Pour déterminer ce montant, le généraliste explique qu'il a étudié les appels à la désobéissance tarifaire des syndicats de médecins. « MG France fait le C à 25 euros, le FMF demande 40 euros et l'UFML 50 euros. J'ai donc fixé le curseur à 35 euros, c'est un bon compromis », précise le Dr Geoffriaud.
73 % d'actes avec DE
« Trois de mes patients ont envoyé des courriers de doléances à l'Ordre départemental et à la caisse primaire d'assurance-maladie. Je l'ai appris en recevant des convocations de l'Ordre et de ma caisse », explique le Dr Geoffriaud, qui est toujours officiellement conventionné en secteur I avec des « honoraires sans dépassement », selon le site Ameli.
« C'est plutôt désagréable, voire agaçant, j'aurais préféré que ces patients m'en parlent avant, même si ce ne sont que trois personnes sur une patientèle d'environ 1 200 personnes », relativise le médecin. La CPAM le convoque fin février, mais le Dr Geoffriaud ne verra jamais personne à ce rendez-vous.
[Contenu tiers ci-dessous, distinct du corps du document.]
//! # EdgeList
//!
//! The EdgeList-Format consists of a header `n m`, followed by `m` non-comment-lines
//! `u v` (or `u v w`) representing an edge `Edge(u - 1, v - 1)` with weight `w`.
//!
//! ```
//! use adjgraph::{prelude::*, io::*};
//!
//! let input = "c a triangle\n3 3\n1 2\n2 3\n3 1\n";
//! let graph: AdjList = EdgeListReader::new().try_read_graph(input.as_bytes()).unwrap();
//! assert_eq!(graph.ordered_edges(false), vec![Edge(0, 1), Edge(1, 2), Edge(2, 0)]);
//!
//! let mut output = Vec::new();
//! graph.try_write_edge_list(&mut output).unwrap();
//! assert_eq!(String::from_utf8(output).unwrap(), "3 3\n1 2\n2 3\n3 1\n");
//! ```

use std::io::Lines;

use tracing::debug;

use super::*;

/// A GraphReader for the EdgeList-Format
#[derive(Debug, Clone)]
pub struct EdgeListReader {
    /// Whether every edge line carries a third column with its weight
    weighted: bool,
    /// Lines starting with `comment_identifier` are skipped when reading
    comment_identifier: String,
}

impl Default for EdgeListReader {
    fn default() -> Self {
        Self {
            weighted: false,
            comment_identifier: "c".to_string(),
        }
    }
}

impl EdgeListReader {
    /// Creates a new (default) reader
    pub fn new() -> Self {
        Self::default()
    }

    /// Updates whether weights are read from a third column
    pub fn weighted(mut self, weighted: bool) -> EdgeListReader {
        self.weighted = weighted;
        self
    }

    /// Updates the comment identifier
    pub fn comment_identifier<S: Into<String>>(mut self, c: S) -> EdgeListReader {
        self.comment_identifier = c.into();
        self
    }
}

impl<G: GraphFromScratch> GraphReader<G> for EdgeListReader {
    fn try_read_graph<R: BufRead>(&self, reader: R) -> Result<G> {
        let mut edges_reader =
            EdgeListEdgesReader::try_new(reader, self.weighted, &self.comment_identifier)?;

        let n = edges_reader.number_of_nodes();
        let m = edges_reader.number_of_edges();

        let mut edges = Vec::with_capacity(m.min(1 << 16) as usize);
        for _ in 0..m {
            let edge = edges_reader.parse_edge_line()?;
            raise_error_unless!(
                edge.is_some(),
                ErrorKind::InvalidData,
                format!("Expected {m} edges but found only {}.", edges.len())
            );
            edges.extend(edge);
        }

        debug!(n, m, "edge list read");
        Ok(G::try_from_weighted_edges(n, edges)?)
    }
}

/// Trait for creating graphs form an EdgeListReader.
/// Used as shorthand for default EdgeListReader settings
pub trait EdgeListRead: Sized {
    /// Tries to read the graph from a given reader
    fn try_read_edge_list<R: BufRead>(reader: R) -> Result<Self>;

    /// Tries to read the graph from a given file
    fn try_read_edge_list_file<P: AsRef<Path>>(path: P) -> Result<Self> {
        Self::try_read_edge_list(BufReader::new(File::open(path)?))
    }
}

impl<G> EdgeListRead for G
where
    G: GraphFromScratch,
{
    fn try_read_edge_list<R: BufRead>(reader: R) -> Result<Self> {
        EdgeListReader::default().try_read_graph(reader)
    }
}

/// Line-based parser behind [`EdgeListReader`]
pub struct EdgeListEdgesReader<'a, R> {
    /// Lines in the reader
    lines: Lines<R>,
    /// Number of nodes parsed from header
    number_of_nodes: NumNodes,
    /// Number of edges parsed from header
    number_of_edges: NumEdges,
    /// Whether a weight column is expected
    weighted: bool,
    /// Comment identifier
    comment_identifier: &'a str,
}

impl<'a, R: BufRead> EdgeListEdgesReader<'a, R> {
    /// Creates a new EdgeListEdgesReader and tries to parse the first non-comment-line as the header
    pub fn try_new(reader: R, weighted: bool, comment_identifier: &'a str) -> Result<Self> {
        let mut edge_list_reader = Self {
            lines: reader.lines(),
            number_of_nodes: 0,
            number_of_edges: 0,
            weighted,
            comment_identifier,
        };

        let header = edge_list_reader
            .next_non_comment_line()?
            .ok_or(io_error!(ErrorKind::InvalidData, "Header not found"))?;

        let mut parts = header.split_whitespace();
        edge_list_reader.number_of_nodes = parse_next_value!(parts, "Header>Number of nodes");
        edge_list_reader.number_of_edges = parse_next_value!(parts, "Header>Number of edges");

        Ok(edge_list_reader)
    }

    /// Returns the parsed number of edges in the graph
    pub fn number_of_edges(&self) -> NumEdges {
        self.number_of_edges
    }

    /// Returns the parsed number of nodes in the graph
    pub fn number_of_nodes(&self) -> NumNodes {
        self.number_of_nodes
    }

    /// Returns the next non-comment-line if it exists or propagate an error
    fn next_non_comment_line(&mut self) -> Result<Option<String>> {
        loop {
            let line = self.lines.next();
            match line {
                None => return Ok(None),
                Some(Err(x)) => return Err(x),
                Some(Ok(line)) if line.trim().is_empty() => continue,
                Some(Ok(line)) if line.starts_with(self.comment_identifier) => continue,
                Some(Ok(line)) => return Ok(Some(line)),
            }
        }
    }

    /// Tries to parse an edge from the next non-comment-line and converts its
    /// endpoints to 0-based ids
    pub fn parse_edge_line(&mut self) -> Result<Option<WeightedEdge>> {
        let Some(line) = self.next_non_comment_line()? else {
            return Ok(None);
        };

        let mut parts = line.split_whitespace();

        let from: Node = parse_next_value!(parts, "Source node");
        let dest: Node = parse_next_value!(parts, "Target node");
        let weight: Weight = if self.weighted {
            parse_next_value!(parts, "Weight")
        } else {
            DEFAULT_WEIGHT
        };

        raise_error_unless!(
            from > 0 && dest > 0,
            ErrorKind::InvalidData,
            format!("Node ids are 1-based, found edge ({from},{dest}).")
        );

        Ok(Some(WeightedEdge(from - 1, dest - 1, weight)))
    }
}

/// A writer for the EdgeList-Format
#[derive(Debug, Clone, Default)]
pub struct EdgeListWriter {
    /// Whether weights are written as a third column
    weighted: bool,
}

impl EdgeListWriter {
    /// Shorthand for default
    pub fn new() -> Self {
        Self::default()
    }

    /// Updates whether weights are written
    pub fn weighted(mut self, weighted: bool) -> EdgeListWriter {
        self.weighted = weighted;
        self
    }
}

impl<G: AdjacencyList + GraphEdgeOrder + GraphType> GraphWriter<G> for EdgeListWriter {
    /// Writes every edge once; undirected edges are written as `u v` with `u <= v`
    fn try_write_graph<W: Write>(&self, graph: &G, mut writer: W) -> Result<()> {
        writeln!(
            writer,
            "{} {}",
            graph.number_of_nodes(),
            graph.number_of_edges()
        )?;

        for WeightedEdge(u, v, w) in graph.weighted_edges(G::is_undirected()) {
            if self.weighted {
                writeln!(writer, "{} {} {}", u + 1, v + 1, w)?;
            } else {
                writeln!(writer, "{} {}", u + 1, v + 1)?;
            }
        }

        Ok(())
    }
}

/// Trait for writing a graph to a writer in the EdgeList-Format.
/// Shorthand for default settings.
pub trait EdgeListWrite {
    /// Tries to write the graph to a writer
    fn try_write_edge_list<W: Write>(&self, writer: W) -> Result<()>;

    /// Tries to write the graph to a file
    fn try_write_edge_list_file<P: AsRef<Path>>(&self, path: P) -> Result<()> {
        let writer = BufWriter::new(File::create(path)?);
        self.try_write_edge_list(writer)
    }
}

impl<G: AdjacencyList + GraphEdgeOrder + GraphType> EdgeListWrite for G {
    fn try_write_edge_list<W: Write>(&self, writer: W) -> Result<()> {
        EdgeListWriter::default().try_write_graph(self, writer)
    }
}

#[cfg(test)]
mod test {
    use super::*;

    #[test]
    fn read_weighted_undirected() {
        let input = "c comment\n\n4 3\n1 2 0\nc inner comment\n2 3 1\n4 4 7\n";
        let graph: AdjListUndir = EdgeListReader::new()
            .weighted(true)
            .try_read_graph(input.as_bytes())
            .unwrap();

        assert_eq!(graph.number_of_nodes(), 4);
        assert_eq!(graph.number_of_edges(), 3);
        assert_eq!(graph.weight_of(1, 0), Some(0));
        assert_eq!(graph.weight_of(2, 1), Some(1));
        assert_eq!(graph.weight_of(3, 3), Some(7));
    }

    #[test]
    fn custom_comment_and_trailing_lines() {
        // lines after the `m` edges are not consumed
        let input = "# header follows\n2 1\n2 1\n# ignored\nnot an edge\n";
        let graph: AdjMatrix = EdgeListReader::new()
            .comment_identifier("#")
            .try_read_graph(input.as_bytes())
            .unwrap();
        assert_eq!(graph.ordered_edges(false), vec![Edge(1, 0)]);
    }

    #[test]
    fn malformed_input() {
        let read = |input: &str| -> Result<AdjList> {
            EdgeListReader::new().try_read_graph(input.as_bytes())
        };

        for input in [
            "",
            "3\n",
            "3 x\n",
            "3 2\n1 2\n",
            "3 1\n1\n",
            "3 1\n0 1\n",
            "3 1\n1 4\n",
            "3 1\n1 two\n",
            "3 4000000000\n1 2\n",
        ] {
            let err = read(input).unwrap_err();
            assert_eq!(err.kind(), ErrorKind::InvalidData, "{input:?}");
        }

        let input = format!("2 1\n1 2 {}\n", Weight::MAX);
        let result: Result<AdjList> = EdgeListReader::new()
            .weighted(true)
            .try_read_graph(input.as_bytes());
        assert_eq!(result.unwrap_err().kind(), ErrorKind::InvalidData);
    }

    #[test]
    fn write_and_read_back() {
        let mut graph = SparseAdjListUndir::new(5);
        graph.add_weighted_edge(3, 1, 4);
        graph.add_weighted_edge(0, 4, 0);
        graph.add_weighted_edge(2, 2, 9);

        let mut buffer = Vec::new();
        EdgeListWriter::new()
            .weighted(true)
            .try_write_graph(&graph, &mut buffer)
            .unwrap();
        assert_eq!(
            String::from_utf8(buffer.clone()).unwrap(),
            "5 3\n1 5 0\n2 4 4\n3 3 9\n"
        );

        let read: SparseAdjListUndir = EdgeListReader::new()
            .weighted(true)
            .try_read_graph(buffer.as_slice())
            .unwrap();
        assert_eq!(
            read.weighted_edges(true).collect::<Vec<_>>(),
            graph.weighted_edges(true).collect::<Vec<_>>()
        );
    }
}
« J'étais convoqué en fin d'après-midi, je suis arrivé en avance et je me suis retrouvé face à un digicode… J'ai attendu un moment, en vain, personne n'est jamais venu », raconte le généraliste. « Depuis, je m'attends à être reconvoqué. Pour l'instant, j'ai juste reçu un courrier, comme d'autres médecins, m'indiquant que mon taux de consultations avec DE était de 73 % », poursuit-il.
Pas de sanction
Du côté de l'Ordre départemental, le président lui reproche de ne pas respecter « le tact et la mesure » que les médecins doivent prendre en compte pour fixer leurs honoraires.
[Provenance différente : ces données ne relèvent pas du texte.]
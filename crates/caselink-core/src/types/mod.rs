//! Shared types used across the CaseLink crates.

pub mod pagination;
pub mod validation;

pub use pagination::{PageRequest, PageResponse};
pub use validation::{ValidationError, ValidationErrors};
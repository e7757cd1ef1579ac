//! Contact entity model.

use chrono::{DateTime, Utc};
use serde::{Deserialize, Serialize};
use uuid::Uuid;

use crate::case::Disease;
use crate::person::Person;
use crate::share::OriginInfo;

/// Classification of a contact.
#[derive(Debug, Clone, Copy, PartialEq, Eq, Serialize, Deserialize)]
#[serde(rename_all = "snake_case")]
pub enum ContactClassification {
    Unconfirmed,
    Confirmed,
    NoContact,
}

/// Follow-up status of a contact.
#[derive(Debug, Clone, Copy, PartialEq, Eq, Serialize, Deserialize)]
#[serde(rename_all = "snake_case")]
pub enum ContactStatus {
    Active,
    ConvertedToCase,
    Dropped,
}

/// A contact of a surveillance case.
#[derive(Debug, Clone, PartialEq, Serialize, Deserialize)]
pub struct Contact {
    /// Local primary key.
    pub id: Uuid,
    /// Stable external identifier, shared across instances.
    pub uuid: String,
    /// External identifier of the source case, when known on this instance.
    pub case_uuid: Option<String>,
    /// Disease of the source case.
    pub disease: Disease,
    /// Current classification.
    pub contact_classification: ContactClassification,
    /// Follow-up status.
    pub contact_status: ContactStatus,
    /// Date the contact was reported.
    pub report_date: DateTime<Utc>,
    /// The contact person.
    pub person: Person,
    /// Responsible jurisdiction (region identifier).
    pub region: String,
    /// Provenance record, present only when this contact was received from
    /// another instance.
    pub origin_info: Option<OriginInfo>,
    /// Last modification timestamp, used for optimistic concurrency.
    pub change_date: DateTime<Utc>,
}

impl Contact {
    /// Whether this instance may edit the contact. Same ownership rule as
    /// [`crate::Case::is_locally_editable`].
    pub fn is_locally_editable(&self) -> bool {
        match &self.origin_info {
            None => true,
            Some(origin) => origin.ownership_handed_over,
        }
    }
}
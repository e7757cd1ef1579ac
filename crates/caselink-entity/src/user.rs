//! User entity model.

use serde::{Deserialize, Serialize};
use uuid::Uuid;

/// Rights a user can hold.
#[derive(Debug, Clone, Copy, PartialEq, Eq, Hash, Serialize, Deserialize)]
#[serde(rename_all = "snake_case")]
pub enum UserRight {
    /// Edit cases within the user's jurisdiction.
    CaseEdit,
    /// Edit contacts within the user's jurisdiction.
    ContactEdit,
    /// Share cases and contacts with other instances.
    InstanceShare,
}

/// A user of this instance.
#[derive(Debug, Clone, PartialEq, Serialize, Deserialize)]
pub struct User {
    /// Local primary key.
    pub id: Uuid,
    /// Stable external identifier.
    pub uuid: String,
    /// Display name, sent along as sender information on shares.
    pub name: String,
    /// Contact email.
    pub email: Option<String>,
    /// Contact phone number.
    pub phone: Option<String>,
    /// Jurisdiction (region identifier) the user operates in.
    pub region: String,
    /// Granted rights.
    pub rights: Vec<UserRight>,
}

impl User {
    /// Whether the user holds the given right.
    pub fn has_right(&self, right: UserRight) -> bool {
        self.rights.contains(&right)
    }
}
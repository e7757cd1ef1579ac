//! Convenience result type alias for CaseLink.

use crate::error::AppError;

/// A specialized `Result` type for CaseLink operations.
///
/// This is defined as a convenience so that every crate does not need to
/// write `Result<T, AppError>` explicitly.
pub type AppResult<T> = Result<T, AppError>;
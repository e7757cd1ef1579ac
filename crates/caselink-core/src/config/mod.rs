//! Application configuration schemas.
//!
//! All configuration structs are deserialized from TOML files via the
//! `config` crate. Each sub-module represents a logical configuration
//! section.

pub mod database;
pub mod logging;
pub mod sharing;

use serde::{Deserialize, Serialize};

pub use self::database::DatabaseConfig;
pub use self::logging::LoggingConfig;
pub use self::sharing::SharingConfig;

use crate::error::AppError;

/// Root application configuration.
///
/// This struct is the top-level deserialization target for the merged
/// TOML configuration files (default.toml + environment overlay).
#[derive(Debug, Clone, Serialize, Deserialize)]
pub struct AppConfig {
    /// Database connection settings.
    pub database: DatabaseConfig,
    /// Inter-instance sharing settings.
    pub sharing: SharingConfig,
    /// Logging settings.
    #[serde(default)]
    pub logging: LoggingConfig,
}

impl AppConfig {
    /// Load configuration from TOML files.
    ///
    /// Merges the default configuration with an environment-specific overlay
    /// and environment variables prefixed with `CASELINK_`.
    pub fn load(env: &str) -> Result<Self, AppError> {
        let config = config::Config::builder()
            .add_source(config::File::with_name("config/default").required(false))
            .add_source(config::File::with_name(&format!("config/{env}")).required(false))
            .add_source(
                config::Environment::with_prefix("CASELINK")
                    .separator("__")
                    .try_parsing(true),
            )
            .build()
            .map_err(|e| AppError::configuration(format!("Failed to build config: {e}")))?;

        config
            .try_deserialize()
            .map_err(|e| AppError::configuration(format!("Failed to deserialize config: {e}")))
    }
}
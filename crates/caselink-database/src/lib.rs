//! # caselink-database
//!
//! PostgreSQL connection management and the concrete store implementations
//! behind the sharing facade's persistence ports.

pub mod connection;
pub mod migration;
pub mod repositories;

pub use connection::DatabasePool;
pub use repositories::{PgEntityStore, PgShareLedger};
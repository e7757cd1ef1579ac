//! Directory entry models.

use serde::{Deserialize, Serialize};

/// Everything needed to reach one counterpart organization.
#[derive(Debug, Clone, PartialEq, Eq, Serialize, Deserialize)]
pub struct OrganizationAccessData {
    /// Stable organization identifier.
    pub id: String,
    /// Display name.
    pub name: String,
    /// Hostname (and optional port) of the counterpart instance.
    pub host_name: String,
    /// Password of the sharing service account on the counterpart instance.
    pub rest_user_password: String,
    /// X25519 public key of the organization.
    pub public_key: [u8; 32],
}

impl OrganizationAccessData {
    /// Lightweight reference for selection lists.
    pub fn to_reference(&self) -> OrganizationRef {
        OrganizationRef {
            id: self.id.clone(),
            name: self.name.clone(),
        }
    }
}

/// Reference to an organization, used in selection lists and ledger views.
#[derive(Debug, Clone, PartialEq, Eq, Serialize, Deserialize)]
pub struct OrganizationRef {
    /// Stable organization identifier.
    pub id: String,
    /// Display name.
    pub name: String,
}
« J'ai été reçu le 7 avril par l'Ordre, et j'ai expliqué que la majorité de mes patients comprenaient ma démarche. Je passe du temps avec eux, car au lieu de 40 patients dans la journée, j'en vois 20, mais plus longtemps. Faire la CS à 35 euros est aussi une façon de les responsabiliser. D'ailleurs, ils ne viennent plus pour des consultations inutiles », explique le médecin.
Le généraliste ne demande pas systématiquement 35 euros par consultation à l'ensemble de sa patientèle. « Je fais payer 23 euros, voire 6,90 euros en cas de problèmes financiers, explique le Dr Patrice Geoffriaud. Et je pratique évidemment le tiers payant intégral pour les ALD. Certains patients me disent que de toute façon leur complémentaire les rembourse, et une patiente a même avoué être prête à payer plus s'il le fallait ! »
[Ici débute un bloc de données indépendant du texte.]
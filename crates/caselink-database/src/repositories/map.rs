//! Text mappings between database columns and entity enums.
//!
//! Enum values are stored as the same snake_case strings the wire format
//! uses, so database content and share payloads stay comparable.

use caselink_core::error::AppError;
use caselink_core::result::AppResult;
use caselink_entity::case::{CaseClassification, Disease};
use caselink_entity::contact::{ContactClassification, ContactStatus};
use caselink_entity::person::Sex;
use caselink_entity::sample::SampleMaterial;
use caselink_entity::share::ShareTarget;

pub(crate) fn disease_to_db(value: Disease) -> &'static str {
    match value {
        Disease::Covid19 => "covid19",
        Disease::Cholera => "cholera",
        Disease::Measles => "measles",
        Disease::Ebola => "ebola",
        Disease::Plague => "plague",
        Disease::Dengue => "dengue",
        Disease::Other => "other",
    }
}

pub(crate) fn disease_from_db(value: &str) -> AppResult<Disease> {
    match value {
        "covid19" => Ok(Disease::Covid19),
        "cholera" => Ok(Disease::Cholera),
        "measles" => Ok(Disease::Measles),
        "ebola" => Ok(Disease::Ebola),
        "plague" => Ok(Disease::Plague),
        "dengue" => Ok(Disease::Dengue),
        "other" => Ok(Disease::Other),
        other => Err(AppError::database(format!("Unknown disease value: {other}"))),
    }
}

pub(crate) fn case_classification_to_db(value: CaseClassification) -> &'static str {
    match value {
        CaseClassification::NotYetClassified => "not_yet_classified",
        CaseClassification::Suspect => "suspect",
        CaseClassification::Probable => "probable",
        CaseClassification::Confirmed => "confirmed",
        CaseClassification::NoCase => "no_case",
    }
}

pub(crate) fn case_classification_from_db(value: &str) -> AppResult<CaseClassification> {
    match value {
        "not_yet_classified" => Ok(CaseClassification::NotYetClassified),
        "suspect" => Ok(CaseClassification::Suspect),
        "probable" => Ok(CaseClassification::Probable),
        "confirmed" => Ok(CaseClassification::Confirmed),
        "no_case" => Ok(CaseClassification::NoCase),
        other => Err(AppError::database(format!(
            "Unknown case classification value: {other}"
        ))),
    }
}

pub(crate) fn contact_classification_to_db(value: ContactClassification) -> &'static str {
    match value {
        ContactClassification::Unconfirmed => "unconfirmed",
        ContactClassification::Confirmed => "confirmed",
        ContactClassification::NoContact => "no_contact",
    }
}

pub(crate) fn contact_classification_from_db(value: &str) -> AppResult<ContactClassification> {
    match value {
        "unconfirmed" => Ok(ContactClassification::Unconfirmed),
        "confirmed" => Ok(ContactClassification::Confirmed),
        "no_contact" => Ok(ContactClassification::NoContact),
        other => Err(AppError::database(format!(
            "Unknown contact classification value: {other}"
        ))),
    }
}

pub(crate) fn contact_status_to_db(value: ContactStatus) -> &'static str {
    match value {
        ContactStatus::Active => "active",
        ContactStatus::ConvertedToCase => "converted_to_case",
        ContactStatus::Dropped => "dropped",
    }
}

pub(crate) fn contact_status_from_db(value: &str) -> AppResult<ContactStatus> {
    match value {
        "active" => Ok(ContactStatus::Active),
        "converted_to_case" => Ok(ContactStatus::ConvertedToCase),
        "dropped" => Ok(ContactStatus::Dropped),
        other => Err(AppError::database(format!(
            "Unknown contact status value: {other}"
        ))),
    }
}

pub(crate) fn sample_material_to_db(value: SampleMaterial) -> &'static str {
    match value {
        SampleMaterial::Blood => "blood",
        SampleMaterial::Sera => "sera",
        SampleMaterial::Stool => "stool",
        SampleMaterial::NasalSwab => "nasal_swab",
        SampleMaterial::ThroatSwab => "throat_swab",
        SampleMaterial::Other => "other",
    }
}

pub(crate) fn sample_material_from_db(value: &str) -> AppResult<SampleMaterial> {
    match value {
        "blood" => Ok(SampleMaterial::Blood),
        "sera" => Ok(SampleMaterial::Sera),
        "stool" => Ok(SampleMaterial::Stool),
        "nasal_swab" => Ok(SampleMaterial::NasalSwab),
        "throat_swab" => Ok(SampleMaterial::ThroatSwab),
        "other" => Ok(SampleMaterial::Other),
        other => Err(AppError::database(format!(
            "Unknown sample material value: {other}"
        ))),
    }
}

pub(crate) fn sex_to_db(value: Sex) -> &'static str {
    match value {
        Sex::Male => "male",
        Sex::Female => "female",
        Sex::Other => "other",
        Sex::Unknown => "unknown",
    }
}

pub(crate) fn sex_from_db(value: &str) -> AppResult<Sex> {
    match value {
        "male" => Ok(Sex::Male),
        "female" => Ok(Sex::Female),
        "other" => Ok(Sex::Other),
        "unknown" => Ok(Sex::Unknown),
        other => Err(AppError::database(format!("Unknown sex value: {other}"))),
    }
}

pub(crate) fn share_target_kind(target: &ShareTarget) -> &'static str {
    match target {
        ShareTarget::Case(_) => "case",
        ShareTarget::Contact(_) => "contact",
        ShareTarget::Sample(_) => "sample",
    }
}

pub(crate) fn share_target_from_db(kind: &str, uuid: String) -> AppResult<ShareTarget> {
    match kind {
        "case" => Ok(ShareTarget::Case(uuid)),
        "contact" => Ok(ShareTarget::Contact(uuid)),
        "sample" => Ok(ShareTarget::Sample(uuid)),
        other => Err(AppError::database(format!(
            "Unknown share target kind: {other}"
        ))),
    }
}

#[cfg(test)]
mod tests {
    use super::*;

    #[test]
    fn test_disease_roundtrip() {
        for disease in [
            Disease::Covid19,
            Disease::Cholera,
            Disease::Measles,
            Disease::Ebola,
            Disease::Plague,
            Disease::Dengue,
            Disease::Other,
        ] {
            assert_eq!(disease_from_db(disease_to_db(disease)).unwrap(), disease);
        }
    }

    #[test]
    fn test_unknown_value_rejected() {
        assert!(disease_from_db("smallpox").is_err());
        assert!(share_target_from_db("event", "e1".to_string()).is_err());
    }

    #[test]
    fn test_share_target_kind_matches_wire_tag() {
        assert_eq!(share_target_kind(&ShareTarget::Case("c1".into())), "case");
        assert_eq!(
            share_target_from_db("sample", "s1".to_string()).unwrap(),
            ShareTarget::Sample("s1".to_string())
        );
    }
}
Dans un courrier adressé au généraliste, l'Ordre des médecins de Vendée a estimé que le Dr Geoffriaud ne « respectait pas réellement le tact et la mesure » puisque la tarification appliquée « est imposée et non modulée ». L'institution a par ailleurs considéré que la patientèle était insuffisamment informée et que les patients étaient « plus ou moins pris en otage » à cause d'une faible démographie médicale et du refus de nombreux médecins de prendre des nouveaux patients. Néanmoins, l'Ordre de Vendée n'a infligé aucune sanction au Dr Geoffriaud, son président concluant qu'il eut été « souhaitable » que le généraliste attende « que les négociations actuelles aient abouti pour [se] déterminer sur les tarifs à appliquer ».
Désir viscéral de reconnaissance
« Je continuerai d'appliquer ces tarifs et je ne changerai rien à ma manière d'exercer. De toute façon, je n'espère pas grand-chose des syndicats dans la négociation. On parle de revalorisations forfaitaires, mais je considère que c'est de l'assistanat », déclare le Dr Geoffriaud.
Le généraliste n'exclut pas de dévisser sa plaque si les choses empirent. « Je l'ai déjà fait il y a dix ans. J'étais parti aux Antilles, où je faisais du remplacement », précise-t-il.
Mais au fond, le Dr Geoffriaud souhaite seulement « que les médecins soient reconnus à la valeur de leur pratique et non au coût de leurs actes ». « La reconnaissance est devenue un désir viscéral », conclut-il.